There are 20 million acres of forestland in our state. Eight million acres are in private hands. With this agreement, all 20 million acres now meet the requirements of the Endangered Species Act to protect salmon and bulltrout. No other state can boast of such an accomplishment.
Owners of forestland are showing how the state can reach out to the other major landowner in our state, the agricultural community. You are showing the agricultural community that we can create workable agreements that meet the needs of all interests.
The state is committed to creating an agreement that protects our salmon, protects our water, and maintains a thriving agricultural economy, in addition to a thriving forestry economy.

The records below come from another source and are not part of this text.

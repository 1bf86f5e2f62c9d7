//! Kalman position filter for raw GPS fixes.
//!
//! Latitude and longitude are smoothed as two independent 1-D Kalman filters
//! that share one scalar variance (in m²) and one gain. This ignores the
//! correlation between axes and the non-linear geometry, which is acceptable at
//! running speeds where error is dominated by multipath noise.
//!
//! One filter belongs to one active run. Call [`PositionFilter::reset`] when
//! tracking is paused and resumed, since the physical gap breaks the temporal
//! continuity the filter assumes.
//!
//! ## Example
//! ```
//! use pacetrack::filter::PositionFilter;
//!
//! let mut filter = PositionFilter::new();
//! let first = filter.process(47.3769, 8.5417, 10.0, 0).unwrap();
//! assert_eq!(first, (47.3769, 8.5417));
//! let (lat, lng) = filter.process(47.3770, 8.5418, 10.0, 1_000).unwrap();
//! assert!(lat > 47.3769 && lat < 47.3770);
//! assert!(lng > 8.5417 && lng < 8.5418);
//! ```

use log::debug;
use serde::{Deserialize, Serialize};

use crate::error::{Result, TrackError};

/// Configuration for the position filter.
#[derive(Debug, Clone, Copy, PartialEq, Serialize, Deserialize)]
#[cfg_attr(feature = "ffi", derive(uniffi::Record))]
pub struct FilterConfig {
    /// Plausible human displacement rate used as process noise (m/s).
    /// Default: 3.0
    pub process_noise_mps: f64,
    /// Accuracies below this are raised to it, so the gain stays defined.
    /// Default: 1.0 meter
    pub min_accuracy_m: f64,
}

impl Default for FilterConfig {
    fn default() -> Self {
        Self {
            process_noise_mps: 3.0,
            min_accuracy_m: 1.0,
        }
    }
}

impl FilterConfig {
    /// Check that all values are usable.
    pub fn validate(&self) -> Result<()> {
        if !self.process_noise_mps.is_finite() || self.process_noise_mps < 0.0 {
            return Err(TrackError::InvalidConfig {
                message: format!("process_noise_mps must be >= 0, got {}", self.process_noise_mps),
            });
        }
        if !self.min_accuracy_m.is_finite() || self.min_accuracy_m <= 0.0 {
            return Err(TrackError::InvalidConfig {
                message: format!("min_accuracy_m must be > 0, got {}", self.min_accuracy_m),
            });
        }
        Ok(())
    }
}

#[derive(Debug, Clone, Copy, PartialEq)]
struct FilterState {
    lat: f64,
    lng: f64,
    variance: f64,
    last_timestamp_ms: i64,
}

/// Stateful Kalman filter for one run.
#[derive(Debug, Clone, PartialEq)]
pub struct PositionFilter {
    config: FilterConfig,
    state: Option<FilterState>,
}

impl Default for PositionFilter {
    fn default() -> Self {
        Self::new()
    }
}

impl PositionFilter {
    /// Create an uninitialized filter with the default process noise.
    pub fn new() -> Self {
        Self {
            config: FilterConfig::default(),
            state: None,
        }
    }

    /// Create an uninitialized filter with a custom configuration.
    pub fn with_config(config: FilterConfig) -> Result<Self> {
        config.validate()?;
        Ok(Self {
            config,
            state: None,
        })
    }

    pub fn config(&self) -> &FilterConfig {
        &self.config
    }

    /// Whether the filter has seen a fix since creation or the last reset.
    pub fn is_initialized(&self) -> bool {
        self.state.is_some()
    }

    /// Current variance estimate in m², `None` before the first fix.
    pub fn variance(&self) -> Option<f64> {
        self.state.map(|s| s.variance)
    }

    /// Current position estimate, `None` before the first fix.
    pub fn estimate(&self) -> Option<(f64, f64)> {
        self.state.map(|s| (s.lat, s.lng))
    }

    /// Discard all state.
    pub fn reset(&mut self) {
        if self.state.take().is_some() {
            debug!("[Filter] State reset");
        }
    }

    /// Feed one raw fix and return the filtered `(lat, lng)`.
    ///
    /// The first fix after creation or reset is returned unchanged. Timestamps
    /// that go backwards contribute zero elapsed time rather than failing, and
    /// the next interval is measured from the backwards fix.
    pub fn process(
        &mut self,
        raw_lat: f64,
        raw_lng: f64,
        accuracy_m: f64,
        timestamp_ms: i64,
    ) -> Result<(f64, f64)> {
        if !raw_lat.is_finite() || !raw_lng.is_finite() {
            return Err(TrackError::InvalidCoordinates {
                index: 0,
                latitude: raw_lat,
                longitude: raw_lng,
            });
        }
        if !accuracy_m.is_finite() || accuracy_m < 0.0 {
            return Err(TrackError::InvalidAccuracy { accuracy_m });
        }

        let accuracy = accuracy_m.max(self.config.min_accuracy_m);
        let measurement_variance = accuracy * accuracy;

        let Some(state) = self.state.as_mut() else {
            self.state = Some(FilterState {
                lat: raw_lat,
                lng: raw_lng,
                variance: measurement_variance,
                last_timestamp_ms: timestamp_ms,
            });
            return Ok((raw_lat, raw_lng));
        };

        let dt_seconds = ((timestamp_ms - state.last_timestamp_ms) as f64 / 1000.0).max(0.0);
        let q = self.config.process_noise_mps;
        state.variance += dt_seconds * q * q;
        state.last_timestamp_ms = timestamp_ms;

        let gain = state.variance / (state.variance + measurement_variance);
        state.lat += gain * (raw_lat - state.lat);
        state.lng += gain * (raw_lng - state.lng);
        state.variance *= 1.0 - gain;

        Ok((state.lat, state.lng))
    }
}

#[cfg(test)]
mod tests {
    use super::*;

    #[test]
    fn test_first_fix_passes_through() {
        let mut filter = PositionFilter::new();
        assert!(!filter.is_initialized());
        let out = filter.process(51.5074, -0.1278, 8.0, 1_000).unwrap();
        assert_eq!(out, (51.5074, -0.1278));
        assert_eq!(filter.variance(), Some(64.0));
    }

    #[test]
    fn test_reset_uninitializes() {
        let mut filter = PositionFilter::new();
        filter.process(51.0, 0.0, 5.0, 0).unwrap();
        filter.process(51.0001, 0.0, 5.0, 1_000).unwrap();
        filter.reset();
        assert!(!filter.is_initialized());
        assert_eq!(filter.variance(), None);
        // Next fix is adopted unchanged again
        assert_eq!(filter.process(52.0, 1.0, 5.0, 90_000).unwrap(), (52.0, 1.0));
    }

    #[test]
    fn test_update_moves_toward_measurement() {
        let mut filter = PositionFilter::new();
        filter.process(0.0, 0.0, 10.0, 0).unwrap();
        let (lat, lng) = filter.process(0.001, 0.001, 10.0, 1_000).unwrap();
        // variance 100 + 9 = 109, gain = 109 / 209
        let gain = 109.0 / 209.0;
        assert!((lat - 0.001 * gain).abs() < 1e-12);
        assert!((lng - 0.001 * gain).abs() < 1e-12);
        assert!((filter.variance().unwrap() - 109.0 * (1.0 - gain)).abs() < 1e-9);
    }

    #[test]
    fn test_backwards_timestamp_does_not_grow_variance() {
        let mut filter = PositionFilter::new();
        filter.process(0.0, 0.0, 10.0, 5_000).unwrap();
        filter.process(0.0, 0.0, 10.0, 4_000).unwrap();
        // dt clamped to zero: gain = 100 / 200, variance halves
        assert!((filter.variance().unwrap() - 50.0).abs() < 1e-9);
    }

    #[test]
    fn test_interval_after_backwards_fix_starts_from_it() {
        let mut filter = PositionFilter::new();
        filter.process(0.0, 0.0, 10.0, 5_000).unwrap();
        filter.process(0.0, 0.0, 10.0, 4_000).unwrap();
        filter.process(0.0, 0.0, 10.0, 6_000).unwrap();
        // 50 + 2 s * 9 = 68, gain = 68 / 168
        let expected = 68.0 * (1.0 - 68.0 / 168.0);
        assert!((filter.variance().unwrap() - expected).abs() < 1e-9);
    }

    #[test]
    fn test_rejects_non_finite_input() {
        let mut filter = PositionFilter::new();
        assert!(matches!(
            filter.process(f64::NAN, 0.0, 5.0, 0),
            Err(TrackError::InvalidCoordinates { .. })
        ));
        assert!(matches!(
            filter.process(0.0, 0.0, f64::INFINITY, 0),
            Err(TrackError::InvalidAccuracy { .. })
        ));
        assert!(!filter.is_initialized());
    }

    #[test]
    fn test_zero_accuracy_is_floored() {
        let mut filter = PositionFilter::new();
        filter.process(0.0, 0.0, 0.0, 0).unwrap();
        assert_eq!(filter.variance(), Some(1.0));
        let (lat, _) = filter.process(0.0001, 0.0, 0.0, 0).unwrap();
        assert!(lat.is_finite());
    }

    #[test]
    fn test_invalid_config() {
        let config = FilterConfig {
            process_noise_mps: -1.0,
            ..FilterConfig::default()
        };
        assert!(PositionFilter::with_config(config).is_err());
    }
}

Thanks to your hard work, your creativity and your leadership, we have a successful model to learn from. The Forests and Fish Plan shows that competing interests can work together to preserve the natural resources in our state.
I’d like to give a special thanks to a number of people for their efforts to create this agreement. First, Bill Wilkerson for his leadership on behalf of the forest landowners. We’d have no agreement if the forest landowners had stayed away from the negotiating table, or given up in the Legislative deliberations. And there were many times when the Legislature seemed unwilling or incapable of enacting the agreement.
Thanks also to Kaleen Cottingham and Steve Bernath of the Department of Natural Resources, Dick Wallace of the Department of Ecology, John Mankowski of the Department of Fish and Wildlife, and Curt Smitch, who heads our salmon recovery team.
And thanks to Joe Dear, Marty Brown and Dick Thompson of my office who pushed the agreement through the Legislature.